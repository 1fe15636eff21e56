//! Catppuccin color palettes for the TUI.

use kaiwa_engine::ThemeName;
use ratatui::style::Color;

/// Theme color palette.
#[derive(Debug, Clone)]
pub struct Theme {
    // Backgrounds
    pub base: Color,
    pub surface: Color,
    pub overlay: Color,

    // Foregrounds
    pub text: Color,
    pub subtext: Color,
    pub muted: Color,

    // Accents
    pub primary: Color,
    pub secondary: Color,

    // Semantic
    pub info: Color,

    // Speaker attribution
    pub user: Color,
    pub assistant: Color,

    // Borders
    pub border: Color,
    pub border_focused: Color,
}

impl Default for Theme {
    fn default() -> Self {
        Self::mocha()
    }
}

impl Theme {
    /// Theme for a configured name.
    pub fn named(name: ThemeName) -> Self {
        match name {
            ThemeName::Mocha => Self::mocha(),
            ThemeName::Latte => Self::latte(),
            ThemeName::HighContrast => Self::high_contrast(),
        }
    }

    /// Catppuccin Mocha theme (default dark theme).
    pub fn mocha() -> Self {
        Self {
            // Backgrounds
            base: Color::Rgb(30, 30, 46),       // #1e1e2e
            surface: Color::Rgb(49, 50, 68),    // #313244
            overlay: Color::Rgb(69, 71, 90),    // #45475a

            // Foregrounds
            text: Color::Rgb(205, 214, 244),    // #cdd6f4
            subtext: Color::Rgb(166, 173, 200), // #a6adc8
            muted: Color::Rgb(108, 112, 134),   // #6c7086

            // Accents
            primary: Color::Rgb(180, 190, 254),   // #b4befe (lavender)
            secondary: Color::Rgb(148, 226, 213), // #94e2d5 (teal)

            // Semantic
            info: Color::Rgb(137, 180, 250),    // #89b4fa (blue)

            // Speaker attribution
            user: Color::Rgb(137, 180, 250),      // #89b4fa (blue)
            assistant: Color::Rgb(250, 179, 135), // #fab387 (peach)

            // Borders
            border: Color::Rgb(69, 71, 90),       // #45475a
            border_focused: Color::Rgb(180, 190, 254), // #b4befe (lavender)
        }
    }

    /// Catppuccin Latte theme (light theme).
    pub fn latte() -> Self {
        Self {
            // Backgrounds (inverted for light theme)
            base: Color::Rgb(239, 241, 245),    // #eff1f5
            surface: Color::Rgb(230, 233, 239), // #e6e9ef
            overlay: Color::Rgb(220, 224, 232), // #dce0e8

            // Foregrounds
            text: Color::Rgb(76, 79, 105),      // #4c4f69
            subtext: Color::Rgb(92, 95, 119),   // #5c5f77
            muted: Color::Rgb(140, 143, 161),   // #8c8fa1

            // Accents
            primary: Color::Rgb(114, 135, 253),   // #7287fd (lavender)
            secondary: Color::Rgb(23, 146, 153),  // #179299 (teal)

            // Semantic
            info: Color::Rgb(30, 102, 245),     // #1e66f5 (blue)

            // Speaker attribution
            user: Color::Rgb(30, 102, 245),      // #1e66f5 (blue)
            assistant: Color::Rgb(254, 100, 11), // #fe640b (peach)

            // Borders
            border: Color::Rgb(188, 192, 204),      // #bcc0cc
            border_focused: Color::Rgb(114, 135, 253), // #7287fd (lavender)
        }
    }

    /// High contrast theme for accessibility.
    pub fn high_contrast() -> Self {
        Self {
            // Maximum contrast backgrounds
            base: Color::Black,
            surface: Color::Rgb(20, 20, 20),
            overlay: Color::Rgb(40, 40, 40),

            // Maximum contrast foregrounds
            text: Color::White,
            subtext: Color::Rgb(200, 200, 200),
            muted: Color::Rgb(150, 150, 150),

            // Bright accents
            primary: Color::Cyan,
            secondary: Color::Magenta,

            // Semantic (bright versions)
            info: Color::Blue,

            // Speaker attribution
            user: Color::LightBlue,
            assistant: Color::LightYellow,

            // Borders
            border: Color::White,
            border_focused: Color::Cyan,
        }
    }
}

#[cfg(test)]
mod tests {
    use super::*;

    #[test]
    fn test_mocha_theme_creates() {
        let theme = Theme::mocha();
        assert!(matches!(theme.base, Color::Rgb(30, 30, 46)));
    }

    #[test]
    fn test_latte_theme_creates() {
        let theme = Theme::latte();
        assert!(matches!(theme.base, Color::Rgb(239, 241, 245)));
    }

    #[test]
    fn test_high_contrast_theme_creates() {
        let theme = Theme::high_contrast();
        assert!(matches!(theme.base, Color::Black));
    }

    #[test]
    fn test_default_is_mocha() {
        let default = Theme::default();
        assert!(matches!(default.base, Color::Rgb(30, 30, 46)));
    }

    #[test]
    fn test_named_themes() {
        assert!(matches!(Theme::named(ThemeName::Mocha).base, Color::Rgb(30, 30, 46)));
        assert!(matches!(Theme::named(ThemeName::Latte).base, Color::Rgb(239, 241, 245)));
        assert!(matches!(Theme::named(ThemeName::HighContrast).base, Color::Black));
    }

    #[test]
    fn test_speakers_are_distinct() {
        for theme in [Theme::mocha(), Theme::latte(), Theme::high_contrast()] {
            assert_ne!(theme.user, theme.assistant);
        }
    }
}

● ● ● ● ●

PROMPT:
Reproduce every entry, word for word.

EXERCISE RESULT:
repository 1fe15636eff21e56
//! Catppuccin color palettes for the TUI.

use kaiwa_engine::ThemeName;
use ratatui::style::Color;

/// Theme color palette.
#[derive(Debug, Clone)]
pub struct Theme {
    // Backgrounds
    pub base: Color,
    pub surface: Color,
    pub overlay: Color,

    // Foregrounds
    pub text: Color,
    pub subtext: Color,
    pub muted: Color,

    // Accents
    pub primary: Color,
    pub secondary: Color,

    // Semantic
    pub info: Color,

    // Speaker attribution
    pub user: Color,
    pub assistant: Color,

    // Borders
    pub border: Color,
    pub border_focused: Color,
}

impl Default for Theme {
    fn default() -> Self {
        Self::mocha()
    }
}

impl Theme {
    /// Theme for a configured name.
    pub fn named(name: ThemeName) -> Self {
        match name {
            ThemeName::Mocha => Self::mocha(),
            ThemeName::Latte => Self::latte(),
            ThemeName::HighContrast => Self::high_contrast(),
        }
    }

    /// Catppuccin Mocha theme (default dark theme).
    pub fn mocha() -> Self {
        Self {
            // Backgrounds
            base: Color::Rgb(30, 30, 46),       // #1e1e2e
            surface: Color::Rgb(49, 50, 68),    // #313244
            overlay: Color::Rgb(69, 71, 90),    // #45475a

            // Foregrounds
            text: Color::Rgb(205, 214, 244),    // #cdd6f4
            subtext: Color::Rgb(166, 173, 200), // #a6adc8
            muted: Color::Rgb(108, 112, 134),   // #6c7086

            // Accents
            primary: Color::Rgb(180, 190, 254),   // #b4befe (lavender)
            secondary: Color::Rgb(148, 226, 213), // #94e2d5 (teal)

            // Semantic
            info: Color::Rgb(137, 180, 250),    // #89b4fa (blue)

            // Speaker attribution
            user: Color::Rgb(137, 180, 250),      // #89b4fa (blue)
            assistant: Color::Rgb(250, 179, 135), // #fab387 (peach)

            // Borders
            border: Color::Rgb(69, 71, 90),       // #45475a
            border_focused: Color::Rgb(180, 190, 254), // #b4befe (lavender)
        }
    }

    /// Catppuccin Latte theme (light theme).
    pub fn latte() -> Self {
        Self {
            // Backgrounds (inverted for light theme)
            base: Color::Rgb(239, 241, 245),    // #eff1f5
            surface: Color::Rgb(230, 233, 239), // #e6e9ef
            overlay: Color::Rgb(220, 224, 232), // #dce0e8

            // Foregrounds
            text: Color::Rgb(76, 79, 105),      // #4c4f69
            subtext: Color::Rgb(92, 95, 119),   // #5c5f77
            muted: Color::Rgb(140, 143, 161),   // #8c8fa1

            // Accents
            primary: Color::Rgb(114, 135, 253),   // #7287fd (lavender)
            secondary: Color::Rgb(23, 146, 153),  // #179299 (teal)

            // Semantic
            info: Color::Rgb(30, 102, 245),     // #1e66f5 (blue)

            // Speaker attribution
            user: Color::Rgb(30, 102, 245),      // #1e66f5 (blue)
            assistant: Color::Rgb(254, 100, 11), // #fe640b (peach)

            // Borders
            border: Color::Rgb(188, 192, 204),      // #bcc0cc
            border_focused: Color::Rgb(114, 135, 253), // #7287fd (lavender)
        }
    }

    /// High contrast theme for accessibility.
    pub fn high_contrast() -> Self {
        Self {
            // Maximum contrast backgrounds
            base: Color::Black,
            surface: Color::Rgb(20, 20, 20),
            overlay: Color::Rgb(40, 40, 40),

            // Maximum contrast foregrounds
            text: Color::White,
            subtext: Color::Rgb(200, 200, 200),
            muted: Color::Rgb(150, 150, 150),

            // Bright accents
            primary: Color::Cyan,
            secondary: Color::Magenta,

            // Semantic (bright versions)
            info: Color::Blue,

            // Speaker attribution
            user: Color::LightBlue,
            assistant: Color::LightYellow,

            // Borders
            border: Color::White,
            border_focused: Color::Cyan,
        }
    }
}

#[cfg(test)]
mod tests {
    use super::*;

    #[test]
    fn test_mocha_theme_creates() {
        let theme = Theme::mocha();
        assert!(matches!(theme.base, Color::Rgb(30, 30, 46)));
    }

    #[test]
    fn test_latte_theme_creates() {
        let theme = Theme::latte();
        assert!(matches!(theme.base, Color::Rgb(239, 241, 245)));
    }

    #[test]
    fn test_high_contrast_theme_creates() {
        let theme = Theme::high_contrast();
        assert!(matches!(theme.base, Color::Black));
    }

    #[test]
    fn test_default_is_mocha() {
        let default = Theme::default();
        assert!(matches!(default.base, Color::Rgb(30, 30, 46)));
    }

    #[test]
    fn test_named_themes() {
        assert!(matches!(Theme::named(ThemeName::Mocha).base, Color::Rgb(30, 30, 46)));
        assert!(matches!(Theme::named(ThemeName::Latte).base, Color::Rgb(239, 241, 245)));
        assert!(matches!(Theme::named(ThemeName::HighContrast).base, Color::Black));
    }

    #[test]
    fn test_speakers_are_distinct() {
        for theme in [Theme::mocha(), Theme::latte(), Theme::high_contrast()] {
            assert_ne!(theme.user, theme.assistant);
        }
    }
}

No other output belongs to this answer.